There was a 6-week interval between collection of maternal blood and milk in our study. However, given that H. pylori infection appears to be quite stable in adults, a potential change in H. pylori infection status within this 6-week interval is very unlikely.

The antibodies that we used in the human milk analyses were directed against IgA monomers and not against secretory IgA. As secretory IgA comprises the majority of the IgA in human milk, most of the antibodies against H. pylori in human milk may have been secretory IgA.

The exclusion criteria that were used to define our study population (<32 gestational weeks, babies of <2500 g birth weight, transfer of the baby to inpatient pediatric care immediately after delivery) may be caused by reasons like poor nutrition, perinatal infections, other diseases, or certain medical treatments, but unfortunately we have no information about the reasons that led to a condition that caused an exclusion.

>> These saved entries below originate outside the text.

//! PostgreSQL store implementations.

pub mod album;
pub mod file;
pub mod folder;
pub mod membership;
pub mod permission;
pub mod processing;
pub mod rule;
pub mod tag;

pub use album::PgAlbumStore;
pub use file::PgFileStore;
pub use folder::PgFolderStore;
pub use membership::PgMembershipStore;
pub use permission::PgPermissionStore;
pub use processing::PgProcessingLogStore;
pub use rule::PgRuleStore;
pub use tag::PgTagStore;
//! Organization rule domain entities.

pub mod action;
pub mod condition;
pub mod model;

pub use action::RuleAction;
pub use condition::{ConditionLogic, RuleCondition};
pub use model::OrganizationRule;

Furthermore, our results concerning the H. pylori specific IgG and IgA antibodies of H. pylori–infected and noninfected mothers analyzed by Western blot analyses show only the prevalences of these antibodies and contain no information about the levels of the respective antibodies.

Finally, we cannot completely rule out the possibilities of some antigenic cross-reactivities in our Western blot analyses. However, in our analysis, we have only considered bands that are thought to be specific (25d, 17D, 14 kd) or that are highly specific to H. pylori (120 kd (CagA), 87 kd (VacA), 66 kd (UreB), 29 kd (UreA), 19 kd), and we have not considered the band representing the flagellar complex of H. pylori (in our Western blot analysis visible as 67-kd bands) because this protein has been shown to be immunologically cross-reactive among flagellated bacteria of various species (32). Also, antigenic cross-reactivity between the urease B protein from Clostridium perfringens and that of H. pylori has been reported. However, since only 2% of the clostridial strains were found to be urease positive and since infections due to C. perfringens are very rare in the general population, this cross-reaction might not be of relevance for the interpretation of H. pylori immunoblots (32).

The question is whether breast-feeding protects against active H. pylori infection in early childhood, and if so, what proportion of this protective effect is attributed to specific H. pylori antibodies in human milk, is unclear. Whereas in a large population-based sample of preschool children in the same study area in South Germany, our study group found no protective effect of breast-feeding against H. pylori infection (33), Thomas et al. (14) and others found a positive relation between the amount of anti-H. pylori IgA in human milk and age at acquisition of the infection among Gambian children. They concluded that specific human milk IgA may have a crucial role in delaying the onset of H. pylori infection. However, human milk contains a large number of other bioactive compounds that may also give specific and nonspecific protection against H. pylori, as demonstrated for lactoferrin by Miehlke et al. (34). Furthermore, the fact that mice lacking antibodies can be protected by immunization against H. pylori suggests, that humoral immune response is not essential for protection (35).

In summary, our large-scale epidemiologic study suggests that neonates born from H. pylori–infected women are provided with a large amount of specific IgG H. pylori antibodies, which are transferred transplacentally. Breast-fed neonates are additionally provided with large amounts of specific IgA antibodies in human milk. The latter may even be provided if the mother has already lost H. pylori infection. Further studies are needed to investigate the role of H. pylori antibodies in human milk and in cord blood in preventing H. pylori infection in early life.